The Cradles to Crayons story began in December 2000, during the Christmas vacation, when Lynn Margherio—a Boston-based business and public-policy consultant who had recently spent several years in Washington working with the Clinton administration—was visiting the homes of her brother and sister in Michigan.

One morning, she was helping a young niece get dressed. As she dug through a dresser drawer to find just the right outfit, she saw some tops and bottoms with price tags still on them. There was the never-worn green top—destined to remain folded forever in the drawer because it wasn't pink—and a pair of size 2T pants that reflected her niece's fashion sense (pink), but already were a size too small.

Later on that same trip, she stopped at her brother's house, where she got involved with an arts-and-crafts project with another niece and nephew in their play room. But to get to the table with the glitter, stickers and markers, she had to step over piles of toy trucks, puzzles, and games, and navigate around a plastic kitchen set, an air hockey table, and a train table. (“It looks like our own personal Toys R Us,” she said to herself.) She also noted that despite the profusion of stuff, her niece and nephew tended to gravitate toward one or two favorite toys. The rest were more or less ignored. Later, she saw several unopened presents wind up on the top shelf of a closet.

An idea came to her: What if all of these like-new or never-used children's things could find their way into the homes of other boys and girls—kids who really needed them?

Making it happen in Boston

Back home in Boston, she began taking steps to make that happen. She visited shelters and health centers, asking if they had the resources to help families meet basic needs like clothing. Consistently, the answer was no. Next, she started calling schools and community groups to see if they would be willing collect children's goods. The reaction was almost uniformly positive. So Margherio commandeered some extra office space at the consulting firm where she was a partner, lined the space with shelving and plastic bins from Home Depot, and started going from school to school in a rented truck to collect other people's stuff.

This ad hoc system, mostly invented in real time, slowly gained momentum, and—in 2002—was formally launched as Cradles to Crayons.

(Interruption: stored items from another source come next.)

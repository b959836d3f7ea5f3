// Copyright (C) 2026  Caprica Software Limited
//
// This program is free software: you can redistribute it and/or modify
// it under the terms of the GNU General Public License as published by
// the Free Software Foundation, either version 3 of the License, or
// (at your option) any later version.
//
// This program is distributed in the hope that it will be useful,
// but WITHOUT ANY WARRANTY; without even the implied warranty of
// MERCHANTABILITY or FITNESS FOR A PARTICULAR PURPOSE.  See the
// GNU General Public License for more details.
//
// You should have received a copy of the GNU General Public License
// along with this program.  If not, see <https://www.gnu.org/licenses/>.

//! Visual styling and color configuration for the TUI.
//!
//! This module defines the application's color palette and provides utilities
//! for converting colors between Ratatui's internal representation and external
//! formats (such as hexadecimal strings) used for terminal emulator styling.

use ratatui::style::Color;

#[derive(Debug, Clone, Copy)]
pub struct Theme {
    pub background_colour: Color,
    pub accent_colour: Color,
    pub border_colour: Color,
    pub gauge_track_colour: Color,
    pub commander_colour: Color,
    pub error_colour: Color,

    pub tile_fg: Color,
    pub tile_detail_fg: Color,

    pub table_time_fg: Color,
    pub table_artist_fg: Color,
    pub table_album_fg: Color,
    pub table_title_fg: Color,
}

impl Default for Theme {
    // Returns the standard application theme.
    fn default() -> Self {
        Self::default_theme()
    }
}

impl Theme {
    // Constructs the default theme.
    pub const fn default_theme() -> Self {
        Self {
            background_colour: Color::Rgb(40, 20, 50),
            accent_colour: Color::Rgb(250, 189, 47),
            border_colour: Color::Rgb(102, 102, 102),
            gauge_track_colour: Color::Rgb(50, 30, 60),
            commander_colour: Color::Rgb(255, 255, 255),
            error_colour: Color::Rgb(239, 83, 80),

            tile_fg: Color::Rgb(255, 255, 255),
            tile_detail_fg: Color::Rgb(162, 161, 166),

            table_time_fg: Color::Rgb(162, 161, 166),
            table_artist_fg: Color::Rgb(255, 215, 0),
            table_album_fg: Color::Rgb(179, 157, 219),
            table_title_fg: Color::Rgb(255, 255, 255),
        }
    }

    /// Converts a [`ratatui::style::Color`] into a CSS-style hexadecimal
    /// string, used to set the terminal emulator's background colour via
    /// escape sequences.
    ///
    /// Returns `None` for anything other than a [`Color::Rgb`] colour.
    pub fn to_hex(colour: Color) -> Option<String> {
        match colour {
            Color::Rgb(r, g, b) => Some(format!("#{:02x}{:02x}{:02x}", r, g, b)),
            _ => None,
        }
    }
}

#[cfg(test)]
mod tests {
    use super::*;

    #[test]
    fn test_to_hex_formats_rgb() {
        assert_eq!(Theme::to_hex(Color::Rgb(40, 20, 50)).as_deref(), Some("#281432"));
    }

    #[test]
    fn test_to_hex_rejects_named_colours() {
        assert_eq!(Theme::to_hex(Color::Blue), None);
    }
}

A highlight in our recent history came in 2005, when former President Bill Clinton visited the Boston warehouse. In his remarks, Clinton stressed the importance and power of citizen action, calling it “the great hope for our country and the world in the 21st century.”

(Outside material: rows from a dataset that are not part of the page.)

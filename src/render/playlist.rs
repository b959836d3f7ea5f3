// Copyright (C) 2026  Caprica Software Limited
//
// This program is free software: you can redistribute it and/or modify
// it under the terms of the GNU General Public License as published by
// the Free Software Foundation, either version 3 of the License, or
// (at your option) any later version.
//
// This program is distributed in the hope that it will be useful,
// but WITHOUT ANY WARRANTY; without even the implied warranty of
// MERCHANTABILITY or FITNESS FOR A PARTICULAR PURPOSE.  See the
// GNU General Public License for more details.
//
// You should have received a copy of the GNU General Public License
// along with this program.  If not, see <https://www.gnu.org/licenses/>.

//! UI rendering logic for the playlist song table.
//!
//! Handles column layout, selection highlighting and the row context menu.

use ratatui::{
    Frame,
    layout::{Alignment, Constraint, Direction, Layout, Rect},
    style::{Color, Modifier, Style},
    text::Line,
    widgets::{Block, Borders, Cell, Clear, List, ListItem, ListState, Padding, Paragraph, Row, Table},
};

use crate::{
    render::centered,
    theme::Theme,
    views::{PlaylistController, RowMenu},
};

const MENU_WIDTH: u16 = 32;

pub(crate) fn draw_playlist(f: &mut Frame, area: Rect, playlist: &mut PlaylistController, theme: &Theme) {
    let block = Block::default()
        .title(format!(" {} ", playlist.title()))
        .borders(Borders::ALL)
        .border_style(Style::default().fg(theme.border_colour))
        .padding(Padding::horizontal(1));

    let inner = block.inner(area);
    f.render_widget(block, area);

    let chunks = Layout::default()
        .direction(Direction::Vertical)
        .constraints([Constraint::Min(0), Constraint::Length(1)])
        .split(inner);

    if let Some(notice) = playlist.notice() {
        f.render_widget(
            Paragraph::new(notice).style(Style::default().fg(theme.accent_colour)),
            chunks[1],
        );
    }

    if !playlist.is_loaded() {
        f.render_widget(
            Paragraph::new("Loading...").style(Style::default().fg(theme.table_time_fg)),
            chunks[0],
        );
        return;
    }

    let rows: Vec<Row> = playlist
        .rows()
        .iter()
        .map(|row| {
            Row::new(vec![
                Cell::from(Line::from(row.duration.clone()).style(Style::default().fg(theme.table_time_fg)).alignment(Alignment::Right)),
                Cell::from(""),
                Cell::from(Line::from(row.song.artist.clone()).style(Style::default().fg(theme.table_artist_fg))),
                Cell::from(Line::from(row.song.album.clone()).style(Style::default().fg(theme.table_album_fg))),
                Cell::from(Line::from(row.song.title.clone()).style(Style::default().fg(theme.table_title_fg))),
            ])
        })
        .collect();

    let table = Table::new(
        rows,
        [
            Constraint::Length(6),
            Constraint::Length(1),
            Constraint::Percentage(25),
            Constraint::Percentage(25),
            Constraint::Percentage(50),
        ],
    )
    .header(
        Row::new(vec![
            Cell::from(Line::from("Time").alignment(Alignment::Right)),
            Cell::from(""),
            Cell::from("Artist"),
            Cell::from("Album"),
            Cell::from("Title"),
        ])
        .style(Style::default().add_modifier(Modifier::BOLD).fg(theme.accent_colour))
        .bottom_margin(1),
    )
    .row_highlight_style(Style::default().bg(Color::Blue).fg(Color::White))
    .block(Block::default());

    f.render_stateful_widget(table, chunks[0], playlist.table_state_mut());

    if let Some(menu) = playlist.menu() {
        draw_menu(f, chunks[0], menu, theme);
    }
}

fn draw_menu(f: &mut Frame, area: Rect, menu: &RowMenu, theme: &Theme) {
    let popup = centered(area, MENU_WIDTH, menu.actions.len() as u16 + 2);

    f.render_widget(Clear, popup);

    let items: Vec<ListItem> = menu
        .actions
        .iter()
        .map(|action| ListItem::new(action.label()))
        .collect();

    let list = List::new(items)
        .block(
            Block::default()
                .borders(Borders::ALL)
                .border_style(Style::default().fg(theme.accent_colour))
                .style(Style::default().bg(theme.background_colour)),
        )
        .highlight_style(Style::default().fg(Color::Black).bg(theme.accent_colour))
        .highlight_symbol("> ");

    let mut state = ListState::default().with_selected(Some(menu.selected));
    f.render_stateful_widget(list, popup, &mut state);
}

Making it happen in Philadelphia

In the wake of the devastation of Hurricane Katrina, Jennifer Case—then taking time off from a successful financial-sector marketing career to focus on her three young children—wondered how she could help the thousands of young children who were evacuated from New Orleans and other devastated cities on the Gulf Coast.

She and her children decided to organize a multi-family tag sale to raise money for displaced families. But when her 30 e-mails to neighbors generated responses from 45 households—half again as many as she had contacted—Case knew she had tapped into a strong current of generosity in her community. “It gave me goose bumps,” she recalls.

Like Margherio before her, Case started wondering how that community energy could be harnessed—and how the torrent of goods coming out of the houses in her suburban neighborhood could be steered toward needy children. Her investigations eventually led her to Cradles to Crayons in Boston, and—in 2006—she cofounded the second C2C operation.

And like her counterparts in Boston, Case has spent countless hours building bridges to social-service partner organizations, volunteer groups, and corporations (who both organize groups of volunteers and—in many cases—donate funds or make in-kind contributions). “It’s about creating opportunities for what we call ‘widespread volunteerism,’” says Case.

Where we are today

Last year, Cradles to Crayons provided, free of charge, packages of clothes, shoes, books, toys, baby safety equipment and school supplies to 87,000 children in Massachusetts and the Philadelphia area.

Working in close partnership with social workers, nurses, teachers, and therapists, Cradles to Crayons has become a trusted resource: to children and families in need; to the organizations who serve those families; and to families, corporations, and individuals who seek ways to make a tangible difference in their own communities.